Reproduce exactly the opening lines of the listing, stopping after the line that contains "driven by a" and including it.
*** PROVIDED INFORMATION ***
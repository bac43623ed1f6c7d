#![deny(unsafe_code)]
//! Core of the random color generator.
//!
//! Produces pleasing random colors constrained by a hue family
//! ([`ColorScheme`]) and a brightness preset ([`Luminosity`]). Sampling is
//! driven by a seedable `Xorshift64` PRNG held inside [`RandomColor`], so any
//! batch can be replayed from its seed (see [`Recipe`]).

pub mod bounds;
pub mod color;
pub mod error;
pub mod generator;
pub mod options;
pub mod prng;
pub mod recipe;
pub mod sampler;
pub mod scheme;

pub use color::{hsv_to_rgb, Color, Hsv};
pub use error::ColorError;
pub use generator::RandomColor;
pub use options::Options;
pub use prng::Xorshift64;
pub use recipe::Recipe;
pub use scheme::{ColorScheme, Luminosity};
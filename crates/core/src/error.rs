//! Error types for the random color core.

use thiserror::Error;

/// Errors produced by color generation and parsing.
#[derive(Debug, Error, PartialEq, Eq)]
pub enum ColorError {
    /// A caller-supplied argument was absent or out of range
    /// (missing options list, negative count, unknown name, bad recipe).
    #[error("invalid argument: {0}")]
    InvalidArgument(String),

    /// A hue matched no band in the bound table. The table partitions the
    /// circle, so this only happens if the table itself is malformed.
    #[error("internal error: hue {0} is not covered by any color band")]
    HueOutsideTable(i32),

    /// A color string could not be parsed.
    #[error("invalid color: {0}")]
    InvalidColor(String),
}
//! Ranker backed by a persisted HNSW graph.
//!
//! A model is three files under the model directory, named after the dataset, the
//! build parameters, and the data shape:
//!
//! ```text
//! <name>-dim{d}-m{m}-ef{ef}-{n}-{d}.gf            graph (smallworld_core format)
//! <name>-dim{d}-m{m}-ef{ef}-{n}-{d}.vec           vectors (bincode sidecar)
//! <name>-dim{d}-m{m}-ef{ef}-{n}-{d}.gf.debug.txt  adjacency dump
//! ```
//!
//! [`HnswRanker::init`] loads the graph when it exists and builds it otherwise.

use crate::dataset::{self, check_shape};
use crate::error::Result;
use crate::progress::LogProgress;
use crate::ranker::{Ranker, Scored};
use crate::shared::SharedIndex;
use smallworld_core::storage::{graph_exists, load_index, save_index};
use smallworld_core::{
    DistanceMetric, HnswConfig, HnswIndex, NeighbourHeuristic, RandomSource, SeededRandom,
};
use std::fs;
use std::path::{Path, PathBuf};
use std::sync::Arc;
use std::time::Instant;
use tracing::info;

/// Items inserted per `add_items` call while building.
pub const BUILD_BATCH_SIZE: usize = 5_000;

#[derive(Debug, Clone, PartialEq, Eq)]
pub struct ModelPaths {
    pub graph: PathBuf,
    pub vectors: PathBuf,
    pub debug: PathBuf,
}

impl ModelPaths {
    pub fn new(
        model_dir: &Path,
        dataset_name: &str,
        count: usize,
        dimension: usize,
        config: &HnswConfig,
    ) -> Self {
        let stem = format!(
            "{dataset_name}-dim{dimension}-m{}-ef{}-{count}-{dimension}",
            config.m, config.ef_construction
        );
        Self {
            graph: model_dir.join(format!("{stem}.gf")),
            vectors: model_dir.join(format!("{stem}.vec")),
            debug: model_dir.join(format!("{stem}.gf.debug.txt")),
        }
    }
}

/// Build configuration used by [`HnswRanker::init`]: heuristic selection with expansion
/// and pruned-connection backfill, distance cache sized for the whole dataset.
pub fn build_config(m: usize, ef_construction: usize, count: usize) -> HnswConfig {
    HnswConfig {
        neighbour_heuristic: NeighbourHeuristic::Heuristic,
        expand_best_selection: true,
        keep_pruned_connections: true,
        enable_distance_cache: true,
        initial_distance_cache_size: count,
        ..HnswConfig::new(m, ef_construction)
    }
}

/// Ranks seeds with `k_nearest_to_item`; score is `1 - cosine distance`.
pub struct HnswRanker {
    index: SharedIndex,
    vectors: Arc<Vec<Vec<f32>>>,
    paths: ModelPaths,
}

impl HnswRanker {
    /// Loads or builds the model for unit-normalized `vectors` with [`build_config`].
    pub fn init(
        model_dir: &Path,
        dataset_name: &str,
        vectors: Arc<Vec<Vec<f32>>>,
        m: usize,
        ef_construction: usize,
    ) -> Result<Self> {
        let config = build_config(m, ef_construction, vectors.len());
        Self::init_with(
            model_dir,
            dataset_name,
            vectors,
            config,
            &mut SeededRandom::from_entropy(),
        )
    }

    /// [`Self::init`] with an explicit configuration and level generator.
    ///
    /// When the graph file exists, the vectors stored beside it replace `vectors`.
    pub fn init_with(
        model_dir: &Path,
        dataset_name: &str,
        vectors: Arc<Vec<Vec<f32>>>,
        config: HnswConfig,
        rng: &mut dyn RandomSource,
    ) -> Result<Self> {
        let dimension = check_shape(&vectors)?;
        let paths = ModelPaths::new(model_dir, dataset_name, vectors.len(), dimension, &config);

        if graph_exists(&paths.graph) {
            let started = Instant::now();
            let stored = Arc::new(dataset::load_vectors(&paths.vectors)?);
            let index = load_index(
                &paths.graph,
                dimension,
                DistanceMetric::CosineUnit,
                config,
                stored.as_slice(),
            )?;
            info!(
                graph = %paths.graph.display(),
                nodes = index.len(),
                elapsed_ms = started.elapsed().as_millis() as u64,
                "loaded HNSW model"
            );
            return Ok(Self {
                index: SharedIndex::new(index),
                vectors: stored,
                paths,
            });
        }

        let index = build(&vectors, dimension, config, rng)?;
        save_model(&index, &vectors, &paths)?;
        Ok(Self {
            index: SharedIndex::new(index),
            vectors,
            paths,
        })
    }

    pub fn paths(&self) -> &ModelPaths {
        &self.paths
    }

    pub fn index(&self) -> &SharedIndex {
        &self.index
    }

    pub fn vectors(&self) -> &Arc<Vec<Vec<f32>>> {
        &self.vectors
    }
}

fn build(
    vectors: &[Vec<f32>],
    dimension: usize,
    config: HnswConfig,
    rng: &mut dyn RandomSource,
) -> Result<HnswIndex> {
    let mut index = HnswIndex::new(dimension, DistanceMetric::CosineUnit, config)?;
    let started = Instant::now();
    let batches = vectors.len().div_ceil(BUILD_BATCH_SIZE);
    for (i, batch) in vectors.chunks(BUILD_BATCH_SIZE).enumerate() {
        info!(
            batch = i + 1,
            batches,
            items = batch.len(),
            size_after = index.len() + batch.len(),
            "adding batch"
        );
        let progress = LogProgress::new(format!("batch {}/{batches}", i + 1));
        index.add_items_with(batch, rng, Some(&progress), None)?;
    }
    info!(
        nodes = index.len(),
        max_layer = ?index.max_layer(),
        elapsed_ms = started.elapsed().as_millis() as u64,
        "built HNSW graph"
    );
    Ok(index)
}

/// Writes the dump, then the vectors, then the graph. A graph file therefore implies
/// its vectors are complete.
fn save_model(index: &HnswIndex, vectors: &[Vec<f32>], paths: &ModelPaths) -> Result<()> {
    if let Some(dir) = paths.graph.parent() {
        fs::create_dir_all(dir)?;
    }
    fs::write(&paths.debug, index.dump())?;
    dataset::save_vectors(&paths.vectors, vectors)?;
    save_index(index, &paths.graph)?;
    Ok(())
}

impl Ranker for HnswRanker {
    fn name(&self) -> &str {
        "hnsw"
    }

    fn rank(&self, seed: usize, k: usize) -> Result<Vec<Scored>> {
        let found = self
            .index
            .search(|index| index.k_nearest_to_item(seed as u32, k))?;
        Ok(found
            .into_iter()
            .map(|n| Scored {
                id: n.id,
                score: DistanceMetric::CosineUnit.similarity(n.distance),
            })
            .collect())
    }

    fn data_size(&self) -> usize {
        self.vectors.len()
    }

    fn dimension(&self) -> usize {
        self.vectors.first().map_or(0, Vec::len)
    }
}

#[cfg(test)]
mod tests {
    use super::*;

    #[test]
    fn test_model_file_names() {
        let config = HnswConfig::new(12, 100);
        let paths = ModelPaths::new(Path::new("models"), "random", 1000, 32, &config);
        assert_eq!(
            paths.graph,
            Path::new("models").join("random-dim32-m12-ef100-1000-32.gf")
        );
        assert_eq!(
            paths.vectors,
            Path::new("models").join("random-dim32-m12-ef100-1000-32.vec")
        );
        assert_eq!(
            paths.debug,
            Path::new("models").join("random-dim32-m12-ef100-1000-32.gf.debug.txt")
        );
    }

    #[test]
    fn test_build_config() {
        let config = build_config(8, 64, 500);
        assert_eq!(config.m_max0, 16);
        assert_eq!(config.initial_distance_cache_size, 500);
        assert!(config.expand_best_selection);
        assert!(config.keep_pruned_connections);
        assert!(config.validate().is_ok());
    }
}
*** End of PROVIDED INFORMATION ***
= SOLUTION TO THE PROBLEM =
repository bac43623ed1f6c7d
#![deny(unsafe_code)]
//! Core of the random color generator.
//!
//! Produces pleasing random colors constrained by a hue family
//! ([`ColorScheme`]) and a brightness preset ([`Luminosity`]). Sampling is
//! driven by a seedable `Xorshift64` PRNG held inside [`RandomColor`], so any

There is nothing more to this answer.